Can you play chess without knowing the rules? LLM can !
Build a world model by observing moves only
Most people, upon their first interaction with ChatGPT or other large language models (LLMs), are astonished by the AI's ability to engage in conversation effortlessly. These models consider the context and user intentions, making it appear as if the AI truly understands human interaction and can respond accordingly.
I experienced a similar sense of awe when using the following prompt: "You are a Linux OS system terminal and are responding to user input as if they are entering Linux commands. Show the output without any explanation, just as it would appear in a terminal display." When I typed "mkdir helloworld" followed by "ls," ChatGPT was able to create a pseudo-Linux playground, demonstrating its capability to mimic real system behavior.
Now, researchers are delving deeper into the study of LLMs, focusing on their ability to create their own world models solely by observing actions.
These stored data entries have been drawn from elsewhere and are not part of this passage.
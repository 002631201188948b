//! Host allow-list stage.
//!
//! Matching is plain substring containment on the whole target URI, not a
//! comparison against the parsed host. `https://g.co/?forward_url=facebook.com`
//! therefore passes an allow-list of `facebook.com` even though the actual
//! host is `g.co`.

use crate::config::FilterConfig;

/// True when the allow-list is empty or the URI contains one of its entries.
pub fn passes(config: &FilterConfig, target_uri: &str) -> bool {
    let hosts = config.valid_hosts();
    hosts.is_empty() || hosts.iter().any(|host| target_uri.contains(host.as_str()))
}
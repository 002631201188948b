pub mod archive;
pub mod config;
pub mod errors;
pub mod extractor;
pub mod filter;
pub mod record;

pub use archive::{ArchiveRun, RunStats};
pub use config::{Config, ConfigError, FilterConfig, ParserConfig, RunConfig};
pub use errors::{ParseError, RunError};
pub use extractor::{Article, ArticleParser, HtmlArticleParser};
pub use filter::{FilterResult, RecordFilter, Stage};
pub use record::Record;
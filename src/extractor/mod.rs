pub mod charset;
pub mod cleaner;
pub mod dates;
pub mod http;
pub mod language;
pub mod model;
pub mod reader;

#[cfg(test)]
mod tests;

pub use model::Article;

use scraper::Html;
use tracing::{debug, instrument};
use url::Url;

use crate::config::ParserConfig;
use crate::errors::ParseError;
use crate::record::Record;

/// Turns a raw record into an [`Article`].
#[cfg_attr(test, mockall::automock)]
pub trait ArticleParser {
    fn parse(&self, record: &Record) -> Result<Article, ParseError>;
}

impl<P: ArticleParser + ?Sized> ArticleParser for &P {
    fn parse(&self, record: &Record) -> Result<Article, ParseError> {
        (**self).parse(record)
    }
}

/// Parses HTML pages out of WARC `response` records.
#[derive(Debug, Clone, Default)]
pub struct HtmlArticleParser {
    config: ParserConfig,
}

impl HtmlArticleParser {
    pub fn new(config: ParserConfig) -> Self {
        Self { config }
    }
}

impl ArticleParser for HtmlArticleParser {
    #[instrument(level = "debug", skip_all, fields(uri = %record.target_uri()))]
    fn parse(&self, record: &Record) -> Result<Article, ParseError> {
        let url = Url::parse(record.target_uri())?;

        // 1. Split the HTTP response and check it is a page
        let response = http::parse_response(record.payload())?;
        if !response.is_html() {
            return Err(ParseError::UnsupportedContentType(
                response.content_type.unwrap_or_default(),
            ));
        }
        debug!(status = response.status, "parsing html response");

        // 2. Decode the body
        let encoding = charset::detect_encoding(response.content_type.as_deref(), response.body);
        let html = charset::decode(
            response.body,
            encoding,
            self.config.ignore_unicode_errors(),
        )?;
        let document = Html::parse_document(&html);

        // 3. Extract readable content, then clean it
        let mut result = reader::extract(&html, &document, &url).ok_or(ParseError::NoContent)?;
        cleaner::sanitize_and_resolve_links(&mut result, &url);

        // 4. Signals used by the record filter
        let language = language::declared_language(&document)
            .or_else(|| language::detect_language(&result.text));
        let published_at = dates::extract_published_at(&document);

        Ok(Article {
            url,
            title: result.title,
            site_name: result.site_name,
            byline: result.byline,
            language,
            published_at,
            text: result.text,
            html: result.html,
        })
    }
}
use crate::filter::Stage;

/// Counters for one archive run.
#[derive(Debug, Default, Clone, Copy, PartialEq, Eq)]
pub struct RunStats {
    /// Records read from the container, of any type.
    pub scanned: u64,
    /// Records skipped because they are not `response` records.
    pub non_response: u64,
    pub rejected_host: u64,
    pub rejected_date: u64,
    pub rejected_language: u64,
    pub accepted: u64,
    /// Records that failed to parse.
    pub errors: u64,
}

impl RunStats {
    pub fn record_rejection(&mut self, stage: Stage) {
        match stage {
            Stage::Host => self.rejected_host += 1,
            Stage::Date => self.rejected_date += 1,
            Stage::Language => self.rejected_language += 1,
        }
    }

    pub fn rejected(&self) -> u64 {
        self.rejected_host + self.rejected_date + self.rejected_language
    }

    /// Add another run's counters, e.g. to total several containers.
    pub fn merge(&mut self, other: &RunStats) {
        self.scanned += other.scanned;
        self.non_response += other.non_response;
        self.rejected_host += other.rejected_host;
        self.rejected_date += other.rejected_date;
        self.rejected_language += other.rejected_language;
        self.accepted += other.accepted;
        self.errors += other.errors;
    }
}
use encoding_rs::Encoding;
use regex::Regex;
use std::sync::LazyLock;

use crate::errors::ParseError;

/// How far into the body to look for `<meta>` charset declarations.
const SNIFF_LIMIT: usize = 4096;

static CHARSET_REGEX: LazyLock<Regex> =
    LazyLock::new(|| Regex::new(r#"(?i)charset\s*=\s*["']?([^"'\s;]+)"#).unwrap());

static META_CHARSET_REGEX: LazyLock<Regex> =
    LazyLock::new(|| Regex::new(r#"(?i)<meta\s+[^>]*?charset\s*=\s*["']?([^"'\s/>]+)"#).unwrap());

static META_HTTP_EQUIV_REGEX: LazyLock<Regex> = LazyLock::new(|| {
    Regex::new(r#"(?i)<meta\s+[^>]*?http-equiv\s*=\s*["']?content-type["']?[^>]*?content\s*=\s*["']?[^"'>]*?charset\s*=\s*([^"'\s;/>]+)"#).unwrap()
});

/// Resolve the body encoding: Content-Type header, then `<meta charset>`,
/// then `<meta http-equiv>`, then a chardetng guess.
pub fn detect_encoding(content_type: Option<&str>, body: &[u8]) -> &'static Encoding {
    if let Some(encoding) = content_type.and_then(|ct| label_from(&CHARSET_REGEX, ct)) {
        return encoding;
    }

    let head = &body[..body.len().min(SNIFF_LIMIT)];
    let head_str = String::from_utf8_lossy(head);

    if let Some(encoding) = label_from(&META_CHARSET_REGEX, &head_str)
        .or_else(|| label_from(&META_HTTP_EQUIV_REGEX, &head_str))
    {
        return encoding;
    }

    let mut detector = chardetng::EncodingDetector::new();
    detector.feed(head, body.len() <= SNIFF_LIMIT);
    detector.guess(None, true)
}

fn label_from(regex: &Regex, haystack: &str) -> Option<&'static Encoding> {
    let label = regex.captures(haystack)?.get(1)?.as_str().to_lowercase();
    Encoding::for_label(label.as_bytes())
}

/// Decode `body` to UTF-8. With `lossy` set, malformed sequences become
/// U+FFFD instead of failing.
pub fn decode(body: &[u8], encoding: &'static Encoding, lossy: bool) -> Result<String, ParseError> {
    let (decoded, used, had_errors) = encoding.decode(body);

    if had_errors && !lossy {
        return Err(ParseError::Charset(format!(
            "failed to decode content with encoding: {}",
            used.name()
        )));
    }

    Ok(decoded.into_owned())
}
This fascinating aspect of AI continues to reveal intriguing potentials and opens up new avenues of exploration in the field.
extract from DeepLearning.AI
To me, the work on Othello-GPT is a compelling demonstration that LLMs build world models; that is, they figure out what the world really is like rather than blindly parrot words. Kenneth Li and colleagues trained a variant of the GPT language model on sequences of moves from Othello, a board game in which two players take turns placing game pieces on an 8x8 grid. For example, one sequence of moves might be d3 c5 f6 f5 e6 e3…, where each pair of characters (such as d3) corresponds to placing a game piece at a board location.
During training, the network saw only sequences of moves. It wasn’t explicitly told that these were moves on a square, 8x8 board or the rules of the game. After training on a large dataset of such moves, it did a decent job of predicting what the next move might be.
The key question is: Did the network make these predictions by building a world model? That is, did it discover that there was an 8x8 board and a specific set of rules for placing pieces on it, that underpinned these moves? The authors demonstrate convincingly that the answer is yes. Specifically, given a sequence of moves, the network’s hidden-unit activations appeared to capture a representation of the current board position as well as available legal moves. This shows that, rather than being a “stochastic parrot” that tried only to mimic the statistics of its training data, the network did indeed build a world model.
In short, image a deaf and illiterate person watch people play 10,000 times chess game and then able to win!